==== Given entries ====

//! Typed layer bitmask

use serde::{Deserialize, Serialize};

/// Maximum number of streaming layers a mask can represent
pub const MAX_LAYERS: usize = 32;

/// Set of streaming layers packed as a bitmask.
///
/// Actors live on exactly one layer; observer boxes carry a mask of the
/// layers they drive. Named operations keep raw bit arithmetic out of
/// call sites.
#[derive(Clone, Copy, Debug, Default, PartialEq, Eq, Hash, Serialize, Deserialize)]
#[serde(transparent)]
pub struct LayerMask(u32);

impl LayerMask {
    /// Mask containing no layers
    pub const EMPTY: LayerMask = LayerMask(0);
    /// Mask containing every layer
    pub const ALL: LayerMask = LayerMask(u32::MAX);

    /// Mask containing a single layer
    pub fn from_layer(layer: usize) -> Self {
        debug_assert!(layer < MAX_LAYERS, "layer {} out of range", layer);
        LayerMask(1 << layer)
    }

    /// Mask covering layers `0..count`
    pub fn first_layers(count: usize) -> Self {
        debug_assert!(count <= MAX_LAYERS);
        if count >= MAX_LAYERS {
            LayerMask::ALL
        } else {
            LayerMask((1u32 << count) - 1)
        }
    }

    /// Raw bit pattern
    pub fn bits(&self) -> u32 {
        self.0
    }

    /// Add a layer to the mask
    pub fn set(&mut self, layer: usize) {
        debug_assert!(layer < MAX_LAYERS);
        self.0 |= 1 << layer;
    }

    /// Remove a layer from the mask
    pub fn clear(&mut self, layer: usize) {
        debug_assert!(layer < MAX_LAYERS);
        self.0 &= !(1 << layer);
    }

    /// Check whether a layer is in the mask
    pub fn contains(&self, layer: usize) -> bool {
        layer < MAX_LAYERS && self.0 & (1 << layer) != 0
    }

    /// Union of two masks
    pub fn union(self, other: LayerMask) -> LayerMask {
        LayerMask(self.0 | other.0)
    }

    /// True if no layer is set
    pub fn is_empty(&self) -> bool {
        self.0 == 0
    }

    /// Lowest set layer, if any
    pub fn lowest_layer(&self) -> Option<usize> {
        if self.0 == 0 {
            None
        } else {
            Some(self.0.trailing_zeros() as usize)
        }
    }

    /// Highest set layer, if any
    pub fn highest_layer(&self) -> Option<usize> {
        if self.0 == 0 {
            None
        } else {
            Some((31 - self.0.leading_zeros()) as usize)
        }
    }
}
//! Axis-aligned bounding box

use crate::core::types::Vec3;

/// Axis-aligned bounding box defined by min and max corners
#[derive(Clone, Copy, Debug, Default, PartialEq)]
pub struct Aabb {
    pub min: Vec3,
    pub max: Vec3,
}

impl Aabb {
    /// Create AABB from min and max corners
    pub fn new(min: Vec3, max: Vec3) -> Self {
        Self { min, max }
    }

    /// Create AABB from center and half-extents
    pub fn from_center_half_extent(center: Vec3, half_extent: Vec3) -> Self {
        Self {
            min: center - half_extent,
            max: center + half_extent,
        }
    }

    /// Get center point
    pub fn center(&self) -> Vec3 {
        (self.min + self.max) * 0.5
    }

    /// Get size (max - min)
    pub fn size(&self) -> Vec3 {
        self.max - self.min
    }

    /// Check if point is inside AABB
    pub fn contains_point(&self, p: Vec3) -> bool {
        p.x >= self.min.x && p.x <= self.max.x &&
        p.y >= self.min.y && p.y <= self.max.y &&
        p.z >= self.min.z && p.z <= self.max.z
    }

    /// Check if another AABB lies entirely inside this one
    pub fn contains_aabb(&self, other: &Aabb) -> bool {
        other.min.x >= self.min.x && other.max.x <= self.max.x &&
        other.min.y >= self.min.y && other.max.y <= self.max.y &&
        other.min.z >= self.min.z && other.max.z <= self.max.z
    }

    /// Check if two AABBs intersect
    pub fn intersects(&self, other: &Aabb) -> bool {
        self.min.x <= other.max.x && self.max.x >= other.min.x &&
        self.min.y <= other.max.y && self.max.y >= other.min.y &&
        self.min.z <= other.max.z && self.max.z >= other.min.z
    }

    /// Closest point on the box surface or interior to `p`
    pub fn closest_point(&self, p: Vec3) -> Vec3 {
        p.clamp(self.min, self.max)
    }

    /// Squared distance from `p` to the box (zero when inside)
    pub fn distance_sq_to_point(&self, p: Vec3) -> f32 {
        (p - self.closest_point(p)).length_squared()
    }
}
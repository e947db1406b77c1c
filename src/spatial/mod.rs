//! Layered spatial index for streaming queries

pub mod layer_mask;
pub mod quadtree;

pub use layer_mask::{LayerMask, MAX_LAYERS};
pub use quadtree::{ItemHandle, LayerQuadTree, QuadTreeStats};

====
==== Given entries ====

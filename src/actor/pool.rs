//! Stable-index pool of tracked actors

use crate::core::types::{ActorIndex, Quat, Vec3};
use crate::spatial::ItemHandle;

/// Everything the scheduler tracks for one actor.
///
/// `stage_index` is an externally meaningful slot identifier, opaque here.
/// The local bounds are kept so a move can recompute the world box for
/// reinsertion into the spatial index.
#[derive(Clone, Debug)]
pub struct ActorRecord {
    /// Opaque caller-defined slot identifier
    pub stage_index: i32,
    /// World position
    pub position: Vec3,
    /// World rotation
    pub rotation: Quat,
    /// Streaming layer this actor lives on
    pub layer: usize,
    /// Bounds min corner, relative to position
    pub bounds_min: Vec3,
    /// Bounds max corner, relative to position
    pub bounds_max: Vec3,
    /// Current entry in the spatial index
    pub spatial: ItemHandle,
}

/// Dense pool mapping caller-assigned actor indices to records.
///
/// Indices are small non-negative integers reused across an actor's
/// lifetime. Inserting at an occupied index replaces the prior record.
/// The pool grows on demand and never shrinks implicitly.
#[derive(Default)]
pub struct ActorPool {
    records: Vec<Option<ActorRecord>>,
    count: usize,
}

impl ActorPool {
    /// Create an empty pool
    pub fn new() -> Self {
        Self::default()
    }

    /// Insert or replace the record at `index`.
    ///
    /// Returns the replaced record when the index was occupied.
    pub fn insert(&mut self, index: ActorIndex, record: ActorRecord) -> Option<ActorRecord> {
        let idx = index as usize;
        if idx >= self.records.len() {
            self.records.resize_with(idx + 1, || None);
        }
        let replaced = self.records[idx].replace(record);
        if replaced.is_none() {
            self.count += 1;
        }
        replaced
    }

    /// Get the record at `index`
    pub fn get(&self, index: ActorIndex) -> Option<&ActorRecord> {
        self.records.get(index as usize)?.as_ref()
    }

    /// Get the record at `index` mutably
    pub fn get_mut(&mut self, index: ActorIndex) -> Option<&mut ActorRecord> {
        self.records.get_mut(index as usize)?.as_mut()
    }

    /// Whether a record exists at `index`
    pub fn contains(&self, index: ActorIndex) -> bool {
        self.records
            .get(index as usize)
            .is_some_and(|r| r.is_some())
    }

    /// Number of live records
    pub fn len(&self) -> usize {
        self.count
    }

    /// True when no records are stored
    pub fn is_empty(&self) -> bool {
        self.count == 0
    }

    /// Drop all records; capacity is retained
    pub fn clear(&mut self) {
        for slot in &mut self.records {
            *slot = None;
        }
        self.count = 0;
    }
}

====

• **What is required**
Please state the number of lines in the data above that hold the word "clear", without any other text.

• **Output**
2